ValueError: numpy.ufunc size changed, may indicate binary incompatibility. Expected 216 from C header, got 192 from PyObject

Suppose we have a table of employees, and we want to perform some analysis

In [None]:
d = {'name': ['Billy', 'Mandy', 'Courage', 'Blossom', 'Buttercup'], 'strength': [2.0, 3.0, 1.0, 20.0, 22.0], 'dexterity': [5.0, 8.0, np.nan, 6.0, 5.0], 'speed': ['low', 'low', 10.0, 31.0, 30.0], 'salary': ['$10,000', '$100,000', '$40,000', '$70,000', '$70,000']}
df = pd.DataFrame(data=d)
df

We note that the dexterity of Courage is Not a Number (NaN). We could proceed with one of the following options:


*   Delete the Courage row
*   Delete the dexterity column
*   Impute a value of dexterity for Courage

Lets impute a dexterity by taking the mean dexterity of the other employees.



In [None]:
df=df.fillna(df['dexterity'].mean())
df

We can see that Billy and Mandy have low speed. Let's replace 'low' with a numerical speed of 5

In [None]:
df['speed'] = df['speed'].replace('low', 5.0)
df

Now the salary is not saved as a number, but is saved as a string e.g '$10,000' so lets convert this into a number.

In [None]:
df['salary'] = df['salary'].str.replace(r'\D', '').astype(float)
df

Lets consider a different example. This time with a time series. Suppose we have two prices over time. The price of wheat, and the price of barley.
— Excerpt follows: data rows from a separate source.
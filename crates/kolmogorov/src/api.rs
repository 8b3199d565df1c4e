//! High-level API for Kolmogorov distribution evaluation.
//!
//! ## Purpose
//!
//! This module provides the primary user-facing entry point. It implements a
//! fluent builder for configuring the evaluator, and the evaluator itself
//! with CDF, survival, and critical-value queries.
//!
//! ## Design notes
//!
//! * **Ergonomic**: Fluent builder with sensible defaults for all parameters.
//! * **Validated**: Parameters are validated when `build()` is called;
//!   queries validate their own inputs.
//! * **Type-Safe**: Generic over `Float` types for flexible precision.
//!
//! ### Configuration Flow
//!
//! 1. Create a [`KolmogorovBuilder`] via `Kolmogorov::new()`.
//! 2. Chain configuration methods (`.right_tail_shortcut()`, ...).
//! 3. Call `.build()` to obtain a [`KolmogorovDist`] evaluator.

// External dependencies
use num_traits::Float;

// Internal dependencies
use crate::engine::executor::{CdfConfig, CdfExecutor};
use crate::engine::validator::Validator;
use crate::evaluation::quantile::invert_cdf;

// Publicly re-exported types
pub use crate::engine::output::KolmogorovResult;
pub use crate::math::asymptotic::limiting_cdf;
pub use crate::primitives::errors::KolmogorovError;

/// Default bisection tolerance for critical-value searches.
const DEFAULT_QUANTILE_TOLERANCE: f64 = 1e-9;

/// Default bisection iteration cap.
const DEFAULT_QUANTILE_MAX_ITERATIONS: usize = 64;

// ============================================================================
// Builder
// ============================================================================

/// Fluent builder for configuring a Kolmogorov distribution evaluator.
#[derive(Debug, Clone)]
pub struct KolmogorovBuilder<T> {
    /// Replace the exact computation with the closed-form right-tail
    /// estimate when `n * d^2` is large.
    pub right_tail_shortcut: Option<bool>,

    /// Bisection tolerance for critical-value searches.
    pub quantile_tolerance: Option<T>,

    /// Bisection iteration cap for critical-value searches.
    pub quantile_max_iterations: Option<usize>,

    /// Tracks if any parameter was set multiple times (for validation).
    #[doc(hidden)]
    pub duplicate_param: Option<&'static str>,
}

impl<T: Float> Default for KolmogorovBuilder<T> {
    fn default() -> Self {
        Self::new()
    }
}

impl<T: Float> KolmogorovBuilder<T> {
    /// Create a new builder with default settings.
    pub fn new() -> Self {
        Self {
            right_tail_shortcut: None,
            quantile_tolerance: None,
            quantile_max_iterations: None,
            duplicate_param: None,
        }
    }

    /// Enable the right-tail shortcut.
    ///
    /// Statistics deep in the right tail are then resolved by a closed-form
    /// estimate (accurate to about seven digits there) instead of the full
    /// matrix power.
    pub fn right_tail_shortcut(mut self) -> Self {
        if self.right_tail_shortcut.is_some() {
            self.duplicate_param = Some("right_tail_shortcut");
        }
        self.right_tail_shortcut = Some(true);
        self
    }

    /// Set the bisection tolerance for critical-value searches.
    pub fn quantile_tolerance(mut self, tolerance: T) -> Self {
        if self.quantile_tolerance.is_some() {
            self.duplicate_param = Some("quantile_tolerance");
        }
        self.quantile_tolerance = Some(tolerance);
        self
    }

    /// Set the bisection iteration cap for critical-value searches.
    pub fn quantile_max_iterations(mut self, max_iterations: usize) -> Self {
        if self.quantile_max_iterations.is_some() {
            self.duplicate_param = Some("quantile_max_iterations");
        }
        self.quantile_max_iterations = Some(max_iterations);
        self
    }

    // ========================================================================
    // Build Method
    // ========================================================================

    /// Build the evaluator.
    pub fn build(self) -> Result<KolmogorovDist<T>, KolmogorovError> {
        // Check for duplicate parameter configuration
        Validator::validate_no_duplicates(self.duplicate_param)?;

        // Validate quantile search parameters
        if let Some(tol) = self.quantile_tolerance {
            Validator::validate_tolerance(tol)?;
        }

        Ok(KolmogorovDist {
            config: CdfConfig {
                right_tail_shortcut: self.right_tail_shortcut.unwrap_or(false),
            },
            quantile_tolerance: self
                .quantile_tolerance
                .unwrap_or_else(|| T::from(DEFAULT_QUANTILE_TOLERANCE).unwrap()),
            quantile_max_iterations: self
                .quantile_max_iterations
                .unwrap_or(DEFAULT_QUANTILE_MAX_ITERATIONS),
        })
    }
}

// ============================================================================
// Evaluator
// ============================================================================

/// Kolmogorov distribution evaluator.
#[derive(Debug, Clone)]
pub struct KolmogorovDist<T> {
    config: CdfConfig,
    quantile_tolerance: T,
    quantile_max_iterations: usize,
}

impl<T: Float> KolmogorovDist<T> {
    /// `P(Dn <= d)` for a sample of size `n`.
    pub fn cdf(&self, n: usize, d: T) -> Result<T, KolmogorovError> {
        Validator::validate_sample_size(n)?;
        Validator::validate_statistic(d)?;

        Ok(CdfExecutor::run(n, d, &self.config).cdf)
    }

    /// `P(Dn > d)`, the p-value of an observed statistic.
    pub fn sf(&self, n: usize, d: T) -> Result<T, KolmogorovError> {
        Ok(T::one() - self.cdf(n, d)?)
    }

    /// Full query report including method metadata.
    pub fn evaluate(&self, n: usize, d: T) -> Result<KolmogorovResult<T>, KolmogorovError> {
        Validator::validate_sample_size(n)?;
        Validator::validate_statistic(d)?;

        let report = CdfExecutor::run(n, d, &self.config);
        Ok(KolmogorovResult {
            sample_size: n,
            statistic: d,
            cdf: report.cdf,
            p_value: T::one() - report.cdf,
            matrix_dim: report.matrix_dim,
            used_shortcut: report.used_shortcut,
        })
    }

    /// Smallest `d` with `P(Dn > d) <= level`.
    ///
    /// Found by bisection over the monotone CDF; each probe is one full
    /// evaluation, so cost is `O(log(1/tolerance))` CDF calls.
    pub fn critical_value(&self, n: usize, level: T) -> Result<T, KolmogorovError> {
        Validator::validate_sample_size(n)?;
        Validator::validate_level(level)?;

        let target = T::one() - level;
        let cdf = |d: T| CdfExecutor::run(n, d, &self.config).cdf;
        Ok(invert_cdf(
            cdf,
            target,
            self.quantile_tolerance,
            self.quantile_max_iterations,
        ))
    }
}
For simplicity, we will create some fake data.


In [None]:
Fs = 24
sample = 240
time = np.arange(sample)

wheat = np.sin(2 * np.pi * time / Fs)
wheat += np.random.normal(loc=0.0, scale=0.4, size=(time.size,)) + 2
barley = 5*np.sin(2 * np.pi * time / Fs)
barley += np.random.normal(loc=0.0, scale=2.0, size=(time.size,)) + 10

plt.plot(time, wheat)
plt.plot(time, barley)
plt.xlabel('time (hours)')
plt.ylabel('price')
plt.show()

We can visualise the price distribution of wheat and barley with a box plot and whiskers diagram



In [None]:
data = np.transpose( np.vstack((wheat,barley)) )
fig, ax = plt.subplots()
ax.boxplot(data)
plt.xticks(np.arange(3), ['','wheat','barley'])
plt.ylabel('price')
plt.show()

We can also visualise the data with histograms

In [None]:
plt.hist(wheat,alpha = 0.8)
plt.hist(barley,alpha = 0.8)
plt.xlabel('price')
plt.ylabel('frequency')
plt.show()

Is the price of wheat and the price of barley correlated?

In [None]:
[m,c] = np.polyfit(wheat,barley,1)
plt.plot(wheat,m*wheat + c,'red')
plt.scatter(wheat,barley)
plt.xlabel('wheat')
plt.ylabel('barley')
plt.show()

print('The correlation between the price of wheat and barley is',np.corrcoef(wheat,barley)[0,1])

Lets look at the autocorrelation and partial autocorrelation functions for barley

In [None]:
plt.plot(time, wheat)
plt.xlabel('time (hours)')
plt.ylabel('price')
plot_acf(wheat,lags = 50)
plot_pacf(wheat,lags = 50)
plt.show()